#### Problem statement:
Give back, word for word, only the lines from the one containing "pub struct App" to the end of the listing below.
----------------
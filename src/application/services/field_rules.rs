//! Shared per-field input rules.

use std::sync::LazyLock;

use regex::Regex;

use crate::domain::errors::ValidationErrors;
use crate::domain::errors::validation_error::{NOT_NUMERIC, REQUIRED};

static NUMERIC_RE: LazyLock<Regex> =
    LazyLock::new(|| Regex::new(r"^\d+(\.\d+)?$").expect("valid numeric regex"));

/// Unsigned decimal: digits with an optional fractional part.
#[must_use]
pub fn is_numeric(value: &str) -> bool {
    NUMERIC_RE.is_match(value)
}

/// Parses a value, treating anything unparsable as zero.
#[must_use]
pub fn parse_or_zero(value: &str) -> f64 {
    value.trim().parse::<f64>().ok().filter(|v| v.is_finite()).unwrap_or(0.0)
}

/// Uppercases the first letter of every space-separated word, lowercases the rest.
#[must_use]
pub fn capitalize_words(text: &str) -> String {
    text.split(' ')
        .map(|word| {
            let mut chars = word.chars();
            chars.next().map_or_else(String::new, |first| {
                first.to_uppercase().chain(chars.flat_map(char::to_lowercase)).collect()
            })
        })
        .collect::<Vec<_>>()
        .join(" ")
}

/// Checks one field and records or clears its error. Returns whether it passed.
///
/// Numeric fields report the numeric message even when empty.
pub fn check_field(
    errors: &mut ValidationErrors,
    field: &'static str,
    value: &str,
    numeric: bool,
) -> bool {
    if numeric && !is_numeric(value) {
        errors.insert(field, NOT_NUMERIC);
        false
    } else if value.trim().is_empty() {
        errors.insert(field, REQUIRED);
        false
    } else {
        errors.clear_field(field);
        true
    }
}

#[cfg(test)]
mod tests {
    use super::*;
    use test_case::test_case;

    #[test_case("12", true)]
    #[test_case("0.5", true)]
    #[test_case("10.25", true)]
    #[test_case("", false)]
    #[test_case(".5", false)]
    #[test_case("5.", false)]
    #[test_case("-3", false)]
    #[test_case("1e3", false)]
    #[test_case(" 4", false)]
    fn test_is_numeric(input: &str, expected: bool) {
        assert_eq!(is_numeric(input), expected);
    }

    #[test_case("juan pablo", "Juan Pablo")]
    #[test_case("MARÍA  josé", "María  José")]
    #[test_case("", "")]
    fn test_capitalize_words(input: &str, expected: &str) {
        assert_eq!(capitalize_words(input), expected);
    }

    #[test]
    fn test_parse_or_zero() {
        assert!((parse_or_zero("abc") - 0.0).abs() < f64::EPSILON);
        assert!((parse_or_zero("40.5") - 40.5).abs() < f64::EPSILON);
    }

    #[test]
    fn test_check_field_messages() {
        let mut errors = ValidationErrors::new();
        assert!(!check_field(&mut errors, "width", "", true));
        assert_eq!(errors.get("width"), Some(NOT_NUMERIC));
        assert!(!check_field(&mut errors, "edema", " ", false));
        assert_eq!(errors.get("edema"), Some(REQUIRED));
        assert!(check_field(&mut errors, "width", "3", true));
        assert!(!errors.has("width"));
    }
}
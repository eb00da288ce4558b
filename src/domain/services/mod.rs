//! Pure domain rules.

pub mod rut;

pub use rut::{Rut, check_digit, format_rut, validate_rut};
impl Command {
    const fn loading_label(&self) -> &'static str {
        match self {
            Self::Login(_) => "Signing in...",
            Self::CreateAccount(_) => "Creating account...",
            Self::LoadPatients => "Loading patients...",
            Self::LoadPatient(_) => "Loading patient...",
            Self::LoadHistory(..) => "Loading history...",
            Self::SavePatient(_) | Self::SaveWound(_) | Self::SaveWoundCare(_) => "Saving...",
            Self::Logout => "Signing out...",
        }
    }
}

enum CurrentScreen {
    Login(LoginScreen),
    CreateAccount(CreateAccountScreen),
    PatientList(PatientListScreen),
    PatientDetail(PatientDetailScreen),
    NewPatient(NewPatientScreen),
    AddWound(AddWoundScreen),
    WoundCare(WoundCareScreen),
    History(HistoryScreen),
}

enum ScreenAction {
    Login(LoginAction),
    CreateAccount(CreateAccountAction),
    PatientList(PatientListAction),
    PatientDetail(PatientDetailAction),
    NewPatient(NewPatientAction),
    AddWound(AddWoundAction),
    WoundCare(WoundCareAction),
    History(HistoryAction),
}

#[derive(Debug, Clone, Copy, PartialEq, Eq)]
enum AppState {
    Running,
    Exiting,
}

/// Owns the session, the screen stack and the backend use cases.
pub struct App {
    state: AppState,
    screen: CurrentScreen,
    back_stack: Vec<CurrentScreen>,
    session: SessionContext,
    login_use_case: LoginUseCase,
    create_account_use_case: CreateAccountUseCase,
    check_token_use_case: CheckTokenUseCase,
    records: ClinicalRecordsUseCase,
    loading: Option<&'static str>,
    notice: Option<(Notice, Instant)>,
}

fn today() -> NaiveDate {
    Local::now().date_naive()
}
----------------
#### Result of this exercise:
pub struct App {
    state: AppState,
    screen: CurrentScreen,
    back_stack: Vec<CurrentScreen>,
    session: SessionContext,
    login_use_case: LoginUseCase,
    create_account_use_case: CreateAccountUseCase,
    check_token_use_case: CheckTokenUseCase,
    records: ClinicalRecordsUseCase,
    loading: Option<&'static str>,
    notice: Option<(Notice, Instant)>,
}

fn today() -> NaiveDate {
    Local::now().date_naive()
}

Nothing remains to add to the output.